- What you should do: Every line of the material is to be set down exactly as written.

** Record excerpts follows **

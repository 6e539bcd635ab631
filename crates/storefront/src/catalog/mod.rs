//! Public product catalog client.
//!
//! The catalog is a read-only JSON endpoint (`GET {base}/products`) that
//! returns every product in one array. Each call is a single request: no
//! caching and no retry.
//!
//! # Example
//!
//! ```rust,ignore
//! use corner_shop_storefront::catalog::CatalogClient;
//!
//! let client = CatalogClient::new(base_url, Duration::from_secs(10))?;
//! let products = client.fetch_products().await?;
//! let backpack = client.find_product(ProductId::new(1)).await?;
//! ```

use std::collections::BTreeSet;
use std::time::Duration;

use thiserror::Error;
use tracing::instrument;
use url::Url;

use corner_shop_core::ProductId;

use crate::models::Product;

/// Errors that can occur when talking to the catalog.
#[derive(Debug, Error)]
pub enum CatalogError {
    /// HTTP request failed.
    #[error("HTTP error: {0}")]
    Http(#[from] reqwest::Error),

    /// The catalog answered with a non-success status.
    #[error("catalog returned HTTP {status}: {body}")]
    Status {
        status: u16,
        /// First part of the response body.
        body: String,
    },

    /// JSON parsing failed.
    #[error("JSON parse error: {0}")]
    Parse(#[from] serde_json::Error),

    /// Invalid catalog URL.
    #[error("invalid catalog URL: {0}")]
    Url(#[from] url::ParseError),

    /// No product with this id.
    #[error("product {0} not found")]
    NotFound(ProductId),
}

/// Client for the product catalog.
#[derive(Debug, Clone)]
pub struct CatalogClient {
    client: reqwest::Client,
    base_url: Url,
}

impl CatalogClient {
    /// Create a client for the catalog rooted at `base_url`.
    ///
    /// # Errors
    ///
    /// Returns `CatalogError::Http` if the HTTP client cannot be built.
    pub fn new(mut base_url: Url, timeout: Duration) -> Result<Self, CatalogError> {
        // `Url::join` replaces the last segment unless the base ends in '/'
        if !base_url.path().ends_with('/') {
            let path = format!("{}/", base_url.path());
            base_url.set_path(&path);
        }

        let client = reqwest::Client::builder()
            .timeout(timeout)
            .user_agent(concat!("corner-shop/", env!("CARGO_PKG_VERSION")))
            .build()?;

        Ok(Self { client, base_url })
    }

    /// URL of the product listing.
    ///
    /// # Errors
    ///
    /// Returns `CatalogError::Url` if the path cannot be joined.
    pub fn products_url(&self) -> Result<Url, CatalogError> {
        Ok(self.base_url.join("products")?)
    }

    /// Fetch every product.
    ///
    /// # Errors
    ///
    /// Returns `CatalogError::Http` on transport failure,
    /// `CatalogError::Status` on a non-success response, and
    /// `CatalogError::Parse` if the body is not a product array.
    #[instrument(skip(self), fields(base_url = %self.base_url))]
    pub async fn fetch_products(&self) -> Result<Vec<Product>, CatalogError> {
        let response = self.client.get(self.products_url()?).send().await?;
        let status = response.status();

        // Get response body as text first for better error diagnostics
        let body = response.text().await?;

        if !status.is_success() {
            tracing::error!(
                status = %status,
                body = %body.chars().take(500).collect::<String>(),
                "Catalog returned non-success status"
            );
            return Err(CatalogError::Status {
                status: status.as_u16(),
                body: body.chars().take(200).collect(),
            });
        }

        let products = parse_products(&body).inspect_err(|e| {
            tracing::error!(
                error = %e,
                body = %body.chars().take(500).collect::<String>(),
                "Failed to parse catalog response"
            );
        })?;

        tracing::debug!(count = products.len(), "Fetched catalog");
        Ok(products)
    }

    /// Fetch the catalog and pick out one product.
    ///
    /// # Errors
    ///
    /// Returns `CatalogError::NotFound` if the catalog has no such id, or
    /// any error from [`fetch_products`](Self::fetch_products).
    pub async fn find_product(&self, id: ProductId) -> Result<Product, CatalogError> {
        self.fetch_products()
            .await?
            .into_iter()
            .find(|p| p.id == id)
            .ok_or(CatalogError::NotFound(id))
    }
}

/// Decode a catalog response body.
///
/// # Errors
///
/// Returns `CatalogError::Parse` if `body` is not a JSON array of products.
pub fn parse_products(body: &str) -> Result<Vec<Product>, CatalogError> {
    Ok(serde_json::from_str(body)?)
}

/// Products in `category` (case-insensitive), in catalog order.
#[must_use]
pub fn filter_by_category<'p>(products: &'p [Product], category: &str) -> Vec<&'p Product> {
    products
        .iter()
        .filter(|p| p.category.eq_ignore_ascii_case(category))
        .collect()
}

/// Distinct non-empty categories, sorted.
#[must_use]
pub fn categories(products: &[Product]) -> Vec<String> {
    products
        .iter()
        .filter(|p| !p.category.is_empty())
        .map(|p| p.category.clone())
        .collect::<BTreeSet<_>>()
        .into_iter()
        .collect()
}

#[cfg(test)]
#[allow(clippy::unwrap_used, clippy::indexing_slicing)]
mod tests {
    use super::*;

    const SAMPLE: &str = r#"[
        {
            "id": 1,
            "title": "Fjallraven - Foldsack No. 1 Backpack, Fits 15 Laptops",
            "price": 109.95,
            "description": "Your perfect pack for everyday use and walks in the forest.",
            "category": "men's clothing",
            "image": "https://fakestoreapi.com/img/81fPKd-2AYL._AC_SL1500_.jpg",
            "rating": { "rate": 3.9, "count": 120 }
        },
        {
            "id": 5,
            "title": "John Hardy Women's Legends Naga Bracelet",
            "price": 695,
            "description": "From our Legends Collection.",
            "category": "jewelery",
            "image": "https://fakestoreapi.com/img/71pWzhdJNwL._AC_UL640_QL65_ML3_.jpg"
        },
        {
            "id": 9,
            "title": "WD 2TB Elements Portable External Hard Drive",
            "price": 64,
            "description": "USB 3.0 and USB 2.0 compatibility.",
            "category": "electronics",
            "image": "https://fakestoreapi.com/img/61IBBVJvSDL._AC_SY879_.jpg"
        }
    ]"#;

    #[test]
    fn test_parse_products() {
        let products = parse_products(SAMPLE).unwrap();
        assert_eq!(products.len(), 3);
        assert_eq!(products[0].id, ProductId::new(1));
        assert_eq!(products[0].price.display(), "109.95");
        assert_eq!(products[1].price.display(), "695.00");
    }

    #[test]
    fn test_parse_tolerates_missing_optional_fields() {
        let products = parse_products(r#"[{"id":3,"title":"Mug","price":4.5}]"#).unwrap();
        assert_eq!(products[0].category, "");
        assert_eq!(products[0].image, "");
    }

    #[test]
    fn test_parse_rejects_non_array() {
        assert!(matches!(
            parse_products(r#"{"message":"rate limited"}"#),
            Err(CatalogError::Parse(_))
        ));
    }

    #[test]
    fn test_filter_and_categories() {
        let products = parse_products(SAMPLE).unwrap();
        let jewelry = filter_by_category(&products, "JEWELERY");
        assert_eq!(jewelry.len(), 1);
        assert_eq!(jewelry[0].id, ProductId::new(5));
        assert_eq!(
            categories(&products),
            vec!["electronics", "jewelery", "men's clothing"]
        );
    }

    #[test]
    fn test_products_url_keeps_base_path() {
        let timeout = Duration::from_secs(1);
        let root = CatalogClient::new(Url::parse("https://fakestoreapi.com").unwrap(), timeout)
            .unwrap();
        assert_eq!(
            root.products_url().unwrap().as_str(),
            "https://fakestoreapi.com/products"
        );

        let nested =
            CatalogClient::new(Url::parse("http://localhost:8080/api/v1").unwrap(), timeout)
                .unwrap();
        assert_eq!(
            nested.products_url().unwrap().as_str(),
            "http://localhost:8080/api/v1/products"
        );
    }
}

** End of Record excerpts **

- Exercise solution:
repository 6e539bcd635ab631
filename crates/storefront/src/catalog/mod.rs
//! Public product catalog client.
//!
//! The catalog is a read-only JSON endpoint (`GET {base}/products`) that
//! returns every product in one array. Each call is a single request: no
//! caching and no retry.
//!
//! # Example
//!
//! ```rust,ignore
//! use corner_shop_storefront::catalog::CatalogClient;
//!
//! let client = CatalogClient::new(base_url, Duration::from_secs(10))?;
//! let products = client.fetch_products().await?;
//! let backpack = client.find_product(ProductId::new(1)).await?;
//! ```

use std::collections::BTreeSet;
use std::time::Duration;

use thiserror::Error;
use tracing::instrument;
use url::Url;

use corner_shop_core::ProductId;

use crate::models::Product;

/// Errors that can occur when talking to the catalog.
#[derive(Debug, Error)]
pub enum CatalogError {
    /// HTTP request failed.
    #[error("HTTP error: {0}")]
    Http(#[from] reqwest::Error),

    /// The catalog answered with a non-success status.
    #[error("catalog returned HTTP {status}: {body}")]
    Status {
        status: u16,
        /// First part of the response body.
        body: String,
    },

    /// JSON parsing failed.
    #[error("JSON parse error: {0}")]
    Parse(#[from] serde_json::Error),

    /// Invalid catalog URL.
    #[error("invalid catalog URL: {0}")]
    Url(#[from] url::ParseError),

    /// No product with this id.
    #[error("product {0} not found")]
    NotFound(ProductId),
}

/// Client for the product catalog.
#[derive(Debug, Clone)]
pub struct CatalogClient {
    client: reqwest::Client,
    base_url: Url,
}

impl CatalogClient {
    /// Create a client for the catalog rooted at `base_url`.
    ///
    /// # Errors
    ///
    /// Returns `CatalogError::Http` if the HTTP client cannot be built.
    pub fn new(mut base_url: Url, timeout: Duration) -> Result<Self, CatalogError> {
        // `Url::join` replaces the last segment unless the base ends in '/'
        if !base_url.path().ends_with('/') {
            let path = format!("{}/", base_url.path());
            base_url.set_path(&path);
        }

        let client = reqwest::Client::builder()
            .timeout(timeout)
            .user_agent(concat!("corner-shop/", env!("CARGO_PKG_VERSION")))
            .build()?;

        Ok(Self { client, base_url })
    }

    /// URL of the product listing.
    ///
    /// # Errors
    ///
    /// Returns `CatalogError::Url` if the path cannot be joined.
    pub fn products_url(&self) -> Result<Url, CatalogError> {
        Ok(self.base_url.join("products")?)
    }

    /// Fetch every product.
    ///
    /// # Errors
    ///
    /// Returns `CatalogError::Http` on transport failure,
    /// `CatalogError::Status` on a non-success response, and
    /// `CatalogError::Parse` if the body is not a product array.
    #[instrument(skip(self), fields(base_url = %self.base_url))]
    pub async fn fetch_products(&self) -> Result<Vec<Product>, CatalogError> {
        let response = self.client.get(self.products_url()?).send().await?;
        let status = response.status();

        // Get response body as text first for better error diagnostics
        let body = response.text().await?;

        if !status.is_success() {
            tracing::error!(
                status = %status,
                body = %body.chars().take(500).collect::<String>(),
                "Catalog returned non-success status"
            );
            return Err(CatalogError::Status {
                status: status.as_u16(),
                body: body.chars().take(200).collect(),
            });
        }

        let products = parse_products(&body).inspect_err(|e| {
            tracing::error!(
                error = %e,
                body = %body.chars().take(500).collect::<String>(),
                "Failed to parse catalog response"
            );
        })?;

        tracing::debug!(count = products.len(), "Fetched catalog");
        Ok(products)
    }

    /// Fetch the catalog and pick out one product.
    ///
    /// # Errors
    ///
    /// Returns `CatalogError::NotFound` if the catalog has no such id, or
    /// any error from [`fetch_products`](Self::fetch_products).
    pub async fn find_product(&self, id: ProductId) -> Result<Product, CatalogError> {
        self.fetch_products()
            .await?
            .into_iter()
            .find(|p| p.id == id)
            .ok_or(CatalogError::NotFound(id))
    }
}

/// Decode a catalog response body.
///
/// # Errors
///
/// Returns `CatalogError::Parse` if `body` is not a JSON array of products.
pub fn parse_products(body: &str) -> Result<Vec<Product>, CatalogError> {
    Ok(serde_json::from_str(body)?)
}

/// Products in `category` (case-insensitive), in catalog order.
#[must_use]
pub fn filter_by_category<'p>(products: &'p [Product], category: &str) -> Vec<&'p Product> {
    products
        .iter()
        .filter(|p| p.category.eq_ignore_ascii_case(category))
        .collect()
}

/// Distinct non-empty categories, sorted.
#[must_use]
pub fn categories(products: &[Product]) -> Vec<String> {
    products
        .iter()
        .filter(|p| !p.category.is_empty())
        .map(|p| p.category.clone())
        .collect::<BTreeSet<_>>()
        .into_iter()
        .collect()
}

#[cfg(test)]
#[allow(clippy::unwrap_used, clippy::indexing_slicing)]
mod tests {
    use super::*;

    const SAMPLE: &str = r#"[
        {
            "id": 1,
            "title": "Fjallraven - Foldsack No. 1 Backpack, Fits 15 Laptops",
            "price": 109.95,
            "description": "Your perfect pack for everyday use and walks in the forest.",
            "category": "men's clothing",
            "image": "https://fakestoreapi.com/img/81fPKd-2AYL._AC_SL1500_.jpg",
            "rating": { "rate": 3.9, "count": 120 }
        },
        {
            "id": 5,
            "title": "John Hardy Women's Legends Naga Bracelet",
            "price": 695,
            "description": "From our Legends Collection.",
            "category": "jewelery",
            "image": "https://fakestoreapi.com/img/71pWzhdJNwL._AC_UL640_QL65_ML3_.jpg"
        },
        {
            "id": 9,
            "title": "WD 2TB Elements Portable External Hard Drive",
            "price": 64,
            "description": "USB 3.0 and USB 2.0 compatibility.",
            "category": "electronics",
            "image": "https://fakestoreapi.com/img/61IBBVJvSDL._AC_SY879_.jpg"
        }
    ]"#;

    #[test]
    fn test_parse_products() {
        let products = parse_products(SAMPLE).unwrap();
        assert_eq!(products.len(), 3);
        assert_eq!(products[0].id, ProductId::new(1));
        assert_eq!(products[0].price.display(), "109.95");
        assert_eq!(products[1].price.display(), "695.00");
    }

    #[test]
    fn test_parse_tolerates_missing_optional_fields() {
        let products = parse_products(r#"[{"id":3,"title":"Mug","price":4.5}]"#).unwrap();
        assert_eq!(products[0].category, "");
        assert_eq!(products[0].image, "");
    }

    #[test]
    fn test_parse_rejects_non_array() {
        assert!(matches!(
            parse_products(r#"{"message":"rate limited"}"#),
            Err(CatalogError::Parse(_))
        ));
    }

    #[test]
    fn test_filter_and_categories() {
        let products = parse_products(SAMPLE).unwrap();
        let jewelry = filter_by_category(&products, "JEWELERY");
        assert_eq!(jewelry.len(), 1);
        assert_eq!(jewelry[0].id, ProductId::new(5));
        assert_eq!(
            categories(&products),
            vec!["electronics", "jewelery", "men's clothing"]
        );
    }

    #[test]
    fn test_products_url_keeps_base_path() {
        let timeout = Duration::from_secs(1);
        let root = CatalogClient::new(Url::parse("https://fakestoreapi.com").unwrap(), timeout)
            .unwrap();
        assert_eq!(
            root.products_url().unwrap().as_str(),
            "https://fakestoreapi.com/products"
        );

        let nested =
            CatalogClient::new(Url::parse("http://localhost:8080/api/v1").unwrap(), timeout)
                .unwrap();
        assert_eq!(
            nested.products_url().unwrap().as_str(),
            "http://localhost:8080/api/v1/products"
        );
    }
}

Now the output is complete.